Toppan Printing Co. slumped 6.7 percent, the biggest fall on the Nikkei 225 Stock Average, after announcing a plan to sell 80 billion yen ($780 million) in convertible bonds.

Dai-Ichi Life Insurance Co. slid 3.8 percent as insurers fell the most among the Topix’s 33 industry groups.

Exporters declined after the yen strengthened yesterday, with Toyota Motor Corp., Asia’s largest carmaker, retreating 1.7 percent.

The Topix fell 1.7 percent to 1,240.99 at the close in Tokyo, its biggest slump since October 25.

The Nikkei 225 lost 2.2 percent to 15,407.94 after yesterday closing at the highest level since December 2007.

The yen slid 0.1 percent to 102.56 per dollar, paring yesterday’s 0.4 percent gain.

“Shares are being sold as the yen’s weakening took a break after the Nikkei surpassed this year’s high,” said Shuichi Saito, general manager at Chiba-Gin Asset Management Co.

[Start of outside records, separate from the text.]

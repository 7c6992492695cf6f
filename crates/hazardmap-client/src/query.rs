//! URL construction for the hazard API endpoints

use hazardmap_core::error::{HazardError, Result};
use hazardmap_core::models::EventFilter;
use reqwest::Url;

/// URL of the category listing endpoint
pub fn categories_url(base_url: &str) -> Result<Url> {
    endpoint(base_url, "categories")
}

/// URL of the event listing endpoint with the filter encoded as query parameters.
///
/// `status` is omitted when the filter has none, `limit` is always present,
/// and `category` is the comma-joined id list, omitted when empty.
pub fn events_url(base_url: &str, filter: &EventFilter) -> Result<Url> {
    let mut url = endpoint(base_url, "events")?;

    {
        let mut pairs = url.query_pairs_mut();
        if let Some(status) = filter.status {
            pairs.append_pair("status", status.as_str());
        }
        pairs.append_pair("limit", &filter.limit.to_string());
        if let Some(categories) = filter.category_param() {
            pairs.append_pair("category", &categories);
        }
    }

    Ok(url)
}

fn endpoint(base_url: &str, path: &str) -> Result<Url> {
    let raw = format!("{}/{}", base_url.trim_end_matches('/'), path);
    Url::parse(&raw).map_err(|e| HazardError::ConfigInvalid {
        key: "api_base_url".to_string(),
        reason: format!("'{}' is not a valid URL: {}", base_url, e),
    })
}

“But it hasn’t led to panic selling. Only 10 percent of Topix constituents surged more than 10 percent since recent lows on November 8, so there isn’t the overheating we saw in May when shares plunged.”

The Topix has rallied 44 percent this year, poised for its biggest annual gain since 1999.

The index traded at 1.23 times book value, compared with 2.59 for the Standard & Poor’s 500 Index and 1.77 for the Stoxx Europe 600 Index.

The yen has tumbled 14 percent this year, the biggest decline among 10 developed-nation currencies tracked by Bloomberg Correlation- Weighted Indexes.

Insurers Slump

Toppan dropped 6.7 percent to 786 yen after the company announced yesterday it would use proceeds from sale of 80 billion yen in convertible bonds in three and six-year maturities in overseas markets for capital expenditure and debt repayments.

Insurers sank the most of any industry group on the Topix index, led by Dai-Ichi, which plunged 3.8 percent to 1,573 yen.

MS&AD Insurance Group Holdings retreated 3.7 percent to 2,718 yen and T&D Holdings Inc. slid 3.5 percent to 1,330 yen.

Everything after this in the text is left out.